Investments. Securities available for sale decreased $27.7 million, to $31.3 million at June 30, 2012 compared to $59.0 million at June 30, 2011, as proceeds from maturities were used to repay FHLB advances.

Allowance for loan losses. Our allowance for loan losses at June 30, 2012 was $35.1 million or 2.85% of total loans, compared to $50.1 million or 3.77% of total loans at June 30, 2011. The decline in the allowance for loan losses was due primarily to the charge-off of $16.7 million of specific reserves in accordance with regulatory guidance during the quarter ended December 31, 2011. As a result, specific reserves included in the allowance for loan losses decreased $16.7 million from $18.2 million at June 30, 2011 to $1.6 million at June 30, 2012. In addition, during the year ended June 30, 2012, we revised our calculation for the allowance for loan losses to better reflect the risks within each loan class. These enhancements included: (1) dividing the land loan category previously used by HomeTrust Bank into two classes: retail consumer construction and land/lots loans and commercial construction and development loans; (2) adding new concentration adjustments for Cherryville and Industrial pre-combination loans; and (3) adjusting the qualitative factors on most of the loan classes to better reflect the overall risk in each class as a result of changes in the quantitative factors based on net historical charge-offs. In addition, as noted above we charged-off $16.7 million of specific reserves related to impaired loans in accordance with regulatory guidance which decreased the allowance for loan losses for loans individually evaluated for impairment as of June 30, 2012.

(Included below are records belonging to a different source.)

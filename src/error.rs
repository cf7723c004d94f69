//! Error types for Pausa
//!
//! This module defines all error types used throughout the application,
//! providing clear error messages and proper error propagation.
//!
//! Error variants use `#[source]` to preserve error chains for better
//! observability and debugging.

use thiserror::Error;

/// Simple error type for wrapping string messages while implementing `std::error::Error`
#[derive(Debug, Error)]
#[error("{0}")]
pub struct StringError(pub String);

impl StringError {
    /// Create a new `StringError` from a string message
    pub fn new(msg: impl Into<String>) -> Box<Self> {
        Box::new(Self(msg.into()))
    }
}

/// Main error type for Pausa
#[derive(Debug, Error)]
pub enum PausaError {
    /// Configuration error
    /// Preserves the underlying error source for full error chain transparency
    #[error("Configuration error: {0}")]
    ConfigError(#[source] Box<dyn std::error::Error + Send + Sync>),

    /// Update check failed after exhausting the retry budget
    #[error("Update check failed: {0}")]
    UpdateCheckFailed(String),

    /// Update check network transport error
    /// Preserves the underlying error source for full error chain transparency
    #[error("Update check network error: {0}")]
    UpdateNetworkError(#[source] Box<dyn std::error::Error + Send + Sync>),

    /// System tray error
    /// Preserves the underlying error source for full error chain transparency
    #[error("System tray error: {0}")]
    TrayError(#[source] Box<dyn std::error::Error + Send + Sync>),

    /// IO error
    #[error("IO error: {0}")]
    IoError(#[from] std::io::Error),

    /// JSON serialization/deserialization error
    #[error("JSON error: {0}")]
    JsonError(#[from] serde_json::Error),
}

/// Result type alias for Pausa operations
pub type Result<T> = std::result::Result<T, PausaError>;

/// Convert an error to a user-friendly message
///
/// This function takes a `PausaError` and returns a message suitable
/// for displaying to end users in error dialogs.
pub fn get_user_friendly_error(error: &PausaError) -> String {
    match error {
        PausaError::ConfigError(_) => "Failed to load or save configuration.\n\n\
             Your settings may not persist.\n\
             Check that you have write permissions to:\n\
             %APPDATA%\\Pausa"
            .to_string(),
        PausaError::UpdateCheckFailed(_) | PausaError::UpdateNetworkError(_) => {
            "Could not check for updates.\n\n\
             Please verify your network connection.\n\
             The application will try again later."
                .to_string()
        }
        PausaError::TrayError(_) => "Failed to create the system tray icon.\n\n\
             The application will keep running without tray integration."
            .to_string(),
        PausaError::IoError(e) => {
            format!(
                "A file system error occurred:\n\n{e}\n\n\
                 Please check file permissions and disk space."
            )
        }
        PausaError::JsonError(e) => {
            format!(
                "Configuration file is corrupted:\n\n{e}\n\n\
                 The application will use default settings."
            )
        }
    }
}

#[cfg(test)]
mod tests {
    use super::*;

    #[test]
    fn test_error_display() {
        let error = PausaError::UpdateCheckFailed("retry budget exhausted".to_string());
        assert_eq!(
            error.to_string(),
            "Update check failed: retry budget exhausted"
        );
    }

    #[test]
    fn test_user_friendly_messages() {
        let error = PausaError::ConfigError(StringError::new("test"));
        let message = get_user_friendly_error(&error);
        assert!(message.contains("configuration"));
    }

    #[test]
    fn test_error_from_io() {
        let io_error = std::io::Error::new(std::io::ErrorKind::NotFound, "file not found");
        let error: PausaError = io_error.into();
        assert!(matches!(error, PausaError::IoError(_)));
    }

    #[test]
    fn test_update_errors_user_friendly() {
        let error = PausaError::UpdateCheckFailed("status 503".to_string());
        let message = get_user_friendly_error(&error);
        assert!(message.contains("network connection"));

        let error = PausaError::UpdateNetworkError(StringError::new("connection refused"));
        let message = get_user_friendly_error(&error);
        assert!(message.contains("try again later"));
    }

    #[test]
    fn test_tray_error_display() {
        let error = PausaError::TrayError(StringError::new("no display"));
        assert_eq!(error.to_string(), "System tray error: no display");
    }
}
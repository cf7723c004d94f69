fn main() {
    // Embed Windows resources (version info)
    #[cfg(windows)]
    {
        let mut res = winres::WindowsResource::new();
        res.set("ProductName", "Pausa");
        res.set("FileDescription", "Break reminder living in the system tray");
        res.set("OriginalFilename", "pausa.exe");
        res.set("FileVersion", env!("CARGO_PKG_VERSION"));
        res.set("ProductVersion", env!("CARGO_PKG_VERSION"));
        res.compile().unwrap();
    }
}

We recorded net charge-offs of $30.6 million for the year ended June 30, 2012, compared to $34.4 million for the prior fiscal year. In addition, we reclassified $25.7 million of impaired loans from impaired loans still accruing interest to non-accruing loans pursuant to regulatory guidance. Generally, these loans are paying as agreed, except that liquidation of the underlying collateral has been significantly delayed as compared to the schedule contemplated in our initial underwriting. At June 30, 2012, $28.1 million or 43.8% of total non-accruing loans (including the $25.7 million referred to above) were current on their loan payments. We evaluated the decline in collateral value for each of these loans and recorded no additional reserves related to these loans during the year ended June 30, 2012. Primarily as a result of this reclassification, non-performing loans increased to $64.2 million at June 30, 2012 from $48.5 million at June 30, 2011. Non-performing loans to total loans increased to 5.21% at June 30, 2012 from 3.64% at June 30, 2011. Impaired loans decreased to $88.7 million at June 30, 2012 from $124.9 million at June 30, 2011. At June 30, 2012, impaired loans, net of charge-offs and specific reserves, represented 73.9% of the original contractual loan balance.

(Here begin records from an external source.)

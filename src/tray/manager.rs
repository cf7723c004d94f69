//! Tray manager implementation
//!
//! Owns the tray icon and its context menu, keeps the tooltip and the
//! "Take a break!" action in sync with the timer and settings, and handles
//! the hide-to-tray window transitions.

use crate::config::SettingsController;
use crate::controller::{AppController, AppEvent, State};
use crate::timer::{PeriodType, TimerController};
use crate::utils::format_time;
use std::sync::Arc;
use tracing::{info, warn};

#[cfg(windows)]
use crate::error::{PausaError, Result};
#[cfg(windows)]
use tray_icon::{
    Icon, TrayIconBuilder,
    menu::{Menu, MenuId, MenuItem, PredefinedMenuItem},
};

/// Main-window seam the tray manager drives
///
/// The application has no hard dependency on a GUI toolkit; whatever renders
/// the main window implements this trait.
pub trait WindowHandle: Send + Sync {
    /// Show and activate the window
    fn show(&self);
    /// Hide the window
    fn hide(&self);
    /// Whether the window is currently visible
    fn is_visible(&self) -> bool;
    /// Present the break dialog
    fn show_break_dialog(&self);
    /// Present the settings dialog
    fn show_settings_dialog(&self);
    /// Present the about dialog
    fn show_about_dialog(&self);
}

/// How the user asked to quit
#[derive(Debug, Clone, Copy, PartialEq, Eq)]
pub enum QuitRequest {
    /// Persist the session before quitting
    Save,
    /// Quit and discard the session
    Discard,
}

/// Whether this desktop can show a tray icon
///
/// Windows always can. On Linux, GNOME is treated as unavailable (no
/// first-class tray support); other desktops count as available. Everything
/// else has no tray integration in this application.
pub fn desktop_tray_available() -> bool {
    if cfg!(target_os = "windows") {
        return true;
    }
    if cfg!(target_os = "linux") {
        let desktop = std::env::var("XDG_CURRENT_DESKTOP").unwrap_or_default();
        return !is_gnome_desktop(&desktop);
    }
    false
}

/// GNOME check against the `XDG_CURRENT_DESKTOP` value
fn is_gnome_desktop(desktop: &str) -> bool {
    desktop.to_ascii_lowercase().starts_with("gnome")
}

/// Tooltip summarizing the progress toward the next break and the work day
#[cfg_attr(not(windows), allow(dead_code))]
fn tooltip_text(
    elapsed_work_period: u32,
    break_interval: u32,
    elapsed_work_time: u32,
    work_time: u32,
) -> String {
    format!(
        "NEXT BREAK:\n{} / {}\n\nWORK TIME:\n{} / {}",
        format_time(elapsed_work_period),
        format_time(break_interval),
        format_time(elapsed_work_time),
        format_time(work_time),
    )
}

/// The break action is offered only while actually working
#[cfg_attr(not(windows), allow(dead_code))]
fn break_action_enabled(state: State, period: PeriodType) -> bool {
    state == State::Working && period == PeriodType::Work
}

/// Parse a `#RRGGBB` color, falling back to the default accent
#[cfg_attr(not(windows), allow(dead_code))]
fn parse_color(hex: &str) -> (u8, u8, u8) {
    let fallback = (0x19, 0x88, 0x6F);
    let Some(digits) = hex.strip_prefix('#') else {
        return fallback;
    };
    if digits.len() != 6 {
        return fallback;
    }
    match (
        u8::from_str_radix(&digits[0..2], 16),
        u8::from_str_radix(&digits[2..4], 16),
        u8::from_str_radix(&digits[4..6], 16),
    ) {
        (Ok(r), Ok(g), Ok(b)) => (r, g, b),
        _ => fallback,
    }
}

/// System tray icon with context menu (Windows)
#[cfg(windows)]
pub struct TrayManager {
    /// The tray icon, kept alive for the application lifetime
    tray: tray_icon::TrayIcon,
    open_id: MenuId,
    break_item: MenuItem,
    settings_id: MenuId,
    about_id: MenuId,
    save_quit_id: MenuId,
    quit_id: MenuId,
    timer: Arc<TimerController>,
    settings: Arc<SettingsController>,
    controller: Arc<AppController>,
    window: Arc<dyn WindowHandle>,
}

#[cfg(windows)]
impl TrayManager {
    /// Create the tray icon and menu and publish tray availability
    pub fn new(
        timer: Arc<TimerController>,
        settings: Arc<SettingsController>,
        controller: Arc<AppController>,
        window: Arc<dyn WindowHandle>,
    ) -> Result<Self> {
        info!("Creating system tray icon");

        if let Err(e) = settings.set_tray_available(desktop_tray_available()) {
            warn!("Failed to persist tray availability: {}", e);
        }

        let menu = Menu::new();

        let open_item = MenuItem::new("Pausa", true, None);
        let break_item = MenuItem::new("Take a break!", false, None);
        let settings_item = MenuItem::new("Settings", true, None);
        let about_item = MenuItem::new("About", true, None);
        let save_quit_item = MenuItem::new("Save && Quit", true, None);
        let quit_item = MenuItem::new("Quit", true, None);

        menu.append(&open_item).map_err(wrap_menu_error)?;
        menu.append(&PredefinedMenuItem::separator())
            .map_err(wrap_menu_error)?;
        menu.append(&break_item).map_err(wrap_menu_error)?;
        menu.append(&PredefinedMenuItem::separator())
            .map_err(wrap_menu_error)?;
        menu.append(&settings_item).map_err(wrap_menu_error)?;
        menu.append(&about_item).map_err(wrap_menu_error)?;
        menu.append(&PredefinedMenuItem::separator())
            .map_err(wrap_menu_error)?;
        menu.append(&save_quit_item).map_err(wrap_menu_error)?;
        menu.append(&quit_item).map_err(wrap_menu_error)?;

        let icon = create_accent_icon(parse_color(&settings.application_color()))?;

        let tray = TrayIconBuilder::new()
            .with_menu(Box::new(menu))
            .with_icon(icon)
            .with_tooltip("Pausa")
            .build()
            .map_err(|e| PausaError::TrayError(Box::new(e)))?;

        let manager = Self {
            tray,
            open_id: open_item.id().clone(),
            break_item: break_item.clone(),
            settings_id: settings_item.id().clone(),
            about_id: about_item.id().clone(),
            save_quit_id: save_quit_item.id().clone(),
            quit_id: quit_item.id().clone(),
            timer,
            settings,
            controller,
            window,
        };

        manager.update_tooltip();
        manager.check_break_availability();

        info!("System tray icon created");
        Ok(manager)
    }

    /// Hide the window right after startup when configured to
    pub fn check_init_state(&self) {
        if self.settings.auto_hide() {
            self.window.hide();
        }
    }

    /// Dispatch a context-menu click; quit requests bubble to the caller
    pub fn handle_menu_event(&self, id: &MenuId) -> Option<QuitRequest> {
        if *id == self.open_id {
            self.window.show();
        } else if *id == *self.break_item.id() {
            self.controller.start_break();
            self.window.show_break_dialog();
        } else if *id == self.settings_id {
            self.window.show_settings_dialog();
        } else if *id == self.about_id {
            self.window.show_about_dialog();
        } else if *id == self.save_quit_id {
            return Some(QuitRequest::Save);
        } else if *id == self.quit_id {
            return Some(QuitRequest::Discard);
        }
        None
    }

    /// React to a controller event
    pub fn on_app_event(&self, event: &AppEvent) {
        match event {
            AppEvent::Refresh => self.update_tooltip(),
            AppEvent::StateChanged(_) | AppEvent::PeriodChanged(_) => {
                self.check_break_availability();
                self.update_tooltip();
            }
            AppEvent::BreakRequested => self.window.show_break_dialog(),
            _ => {}
        }
    }

    /// Toggle the main window, as on a tray icon click
    pub fn change_visibility(&self) {
        if self.window.is_visible() {
            self.window.hide();
        } else {
            self.window.show();
        }
    }

    /// Handle the main window being closed
    ///
    /// With hide-on-close enabled the window goes to the tray (with the
    /// one-time information dialog); otherwise the user is asked whether to
    /// save the running session, and a quit request is returned.
    pub fn on_window_closed(&self) -> Option<QuitRequest> {
        if self.settings.hide_on_close() {
            self.show_information_dialog();
            self.window.hide();
            return None;
        }
        if self.controller.state() == State::Off {
            return Some(QuitRequest::Discard);
        }
        let answer = rfd::MessageDialog::new()
            .set_title("Save")
            .set_description("Do you want to save your state?")
            .set_buttons(rfd::MessageButtons::YesNo)
            .show();
        if answer == rfd::MessageDialogResult::Yes {
            Some(QuitRequest::Save)
        } else {
            Some(QuitRequest::Discard)
        }
    }

    /// Handle the main window being minimized: hide to the tray
    pub fn on_window_minimized(&self) {
        self.show_information_dialog();
        self.window.hide();
    }

    fn show_information_dialog(&self) {
        if !self.settings.show_tray_info() {
            return;
        }
        const DONT_SHOW: &str = "Don't show this any more";
        let result = rfd::MessageDialog::new()
            .set_title("Please note")
            .set_description(
                "Application will be hidden into the system tray.\n\
                 If you want to open it, just click on an icon or use a context menu option.\n\
                 Break notification will continue to be displayed normally.",
            )
            .set_buttons(rfd::MessageButtons::OkCancelCustom(
                "OK".to_string(),
                DONT_SHOW.to_string(),
            ))
            .show();
        if let rfd::MessageDialogResult::Custom(label) = result
            && label == DONT_SHOW
            && let Err(e) = self.settings.set_show_tray_info(false)
        {
            warn!("Failed to persist tray info preference: {}", e);
        }
    }

    fn update_tooltip(&self) {
        let text = tooltip_text(
            self.timer.elapsed_work_period(),
            self.settings.break_interval(),
            self.timer.elapsed_work_time(),
            self.settings.work_time(),
        );
        if let Err(e) = self.tray.set_tooltip(Some(text)) {
            warn!("Failed to update tray tooltip: {}", e);
        }
    }

    fn check_break_availability(&self) {
        self.break_item.set_enabled(break_action_enabled(
            self.controller.state(),
            self.timer.active_period_type(),
        ));
    }
}

#[cfg(windows)]
fn wrap_menu_error(e: tray_icon::menu::Error) -> PausaError {
    PausaError::TrayError(Box::new(e))
}

/// Build a 32x32 accent-colored square icon with a darker border
#[cfg(windows)]
fn create_accent_icon((r, g, b): (u8, u8, u8)) -> Result<Icon> {
    const ICON_SIZE: usize = 32;
    let mut rgba = vec![0u8; ICON_SIZE * ICON_SIZE * 4];

    for y in 0..ICON_SIZE {
        for x in 0..ICON_SIZE {
            let idx = (y * ICON_SIZE + x) * 4;
            let on_border = x == 0 || x == ICON_SIZE - 1 || y == 0 || y == ICON_SIZE - 1;
            let (pr, pg, pb) = if on_border {
                (r / 2, g / 2, b / 2)
            } else {
                (r, g, b)
            };
            rgba[idx] = pr;
            rgba[idx + 1] = pg;
            rgba[idx + 2] = pb;
            rgba[idx + 3] = 255;
        }
    }

    #[expect(
        clippy::cast_possible_truncation,
        reason = "ICON_SIZE is a small compile-time constant"
    )]
    let side = ICON_SIZE as u32;
    Icon::from_rgba(rgba, side, side).map_err(|e| PausaError::TrayError(Box::new(e)))
}

/// Stub for non-Windows platforms: no tray integration
#[cfg(not(windows))]
pub struct TrayManager;

#[cfg(not(windows))]
impl TrayManager {
    /// Publish tray availability and return the stub
    pub fn new(
        _timer: Arc<TimerController>,
        settings: Arc<SettingsController>,
        _controller: Arc<AppController>,
        _window: Arc<dyn WindowHandle>,
    ) -> crate::error::Result<Self> {
        if let Err(e) = settings.set_tray_available(false) {
            warn!("Failed to persist tray availability: {}", e);
        }
        info!(
            "Tray integration not built for this platform (desktop reports tray: {})",
            desktop_tray_available()
        );
        Ok(Self)
    }

    /// No-op off Windows
    pub fn check_init_state(&self) {}

    /// No-op off Windows
    pub fn on_app_event(&self, _event: &AppEvent) {}

    /// No tray: closing the window always quits, saving the session
    pub fn on_window_closed(&self) -> Option<QuitRequest> {
        Some(QuitRequest::Save)
    }
}

#[cfg(test)]
mod tests {
    use super::*;

    #[test]
    fn test_tooltip_formats_all_counters() {
        let text = tooltip_text(90, 45 * 60, 3700, 8 * 3600);
        assert_eq!(
            text,
            "NEXT BREAK:\n0:01:30 / 0:45:00\n\nWORK TIME:\n1:01:40 / 8:00:00"
        );
    }

    #[test]
    fn test_break_action_only_while_working() {
        assert!(break_action_enabled(State::Working, PeriodType::Work));
        assert!(!break_action_enabled(State::Working, PeriodType::Break));
        assert!(!break_action_enabled(State::Break, PeriodType::Break));
        assert!(!break_action_enabled(State::Off, PeriodType::Work));
    }

    #[test]
    fn test_parse_color() {
        assert_eq!(parse_color("#19886F"), (0x19, 0x88, 0x6F));
        assert_eq!(parse_color("#000000"), (0, 0, 0));
        // malformed values fall back to the default accent
        assert_eq!(parse_color("19886F"), (0x19, 0x88, 0x6F));
        assert_eq!(parse_color("#zzzzzz"), (0x19, 0x88, 0x6F));
        assert_eq!(parse_color("#fff"), (0x19, 0x88, 0x6F));
    }

    #[test]
    fn test_gnome_detection_is_case_insensitive() {
        assert!(is_gnome_desktop("GNOME"));
        assert!(is_gnome_desktop("gnome"));
        assert!(is_gnome_desktop("GNOME-Flashback:GNOME"));
        assert!(!is_gnome_desktop("KDE"));
        assert!(!is_gnome_desktop(""));
        assert!(!is_gnome_desktop("ubuntu:GNOME")); // prefix match only
    }
}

Real estate owned. REO increased $2.3 million, to $16.1 million at June 30, 2012. The total balance of REO included $6.1 million in land, construction and development projects (both residential and commercial), $2.2 million in commercial real estate and $7.8 million in single-family homes at June 30, 2012. During the year ended June 30, 2012, we transferred $16.1 million of loans into REO, disposed of $9.7 million of properties and recognized a net loss of $3.0 million on sales and valuation adjustments.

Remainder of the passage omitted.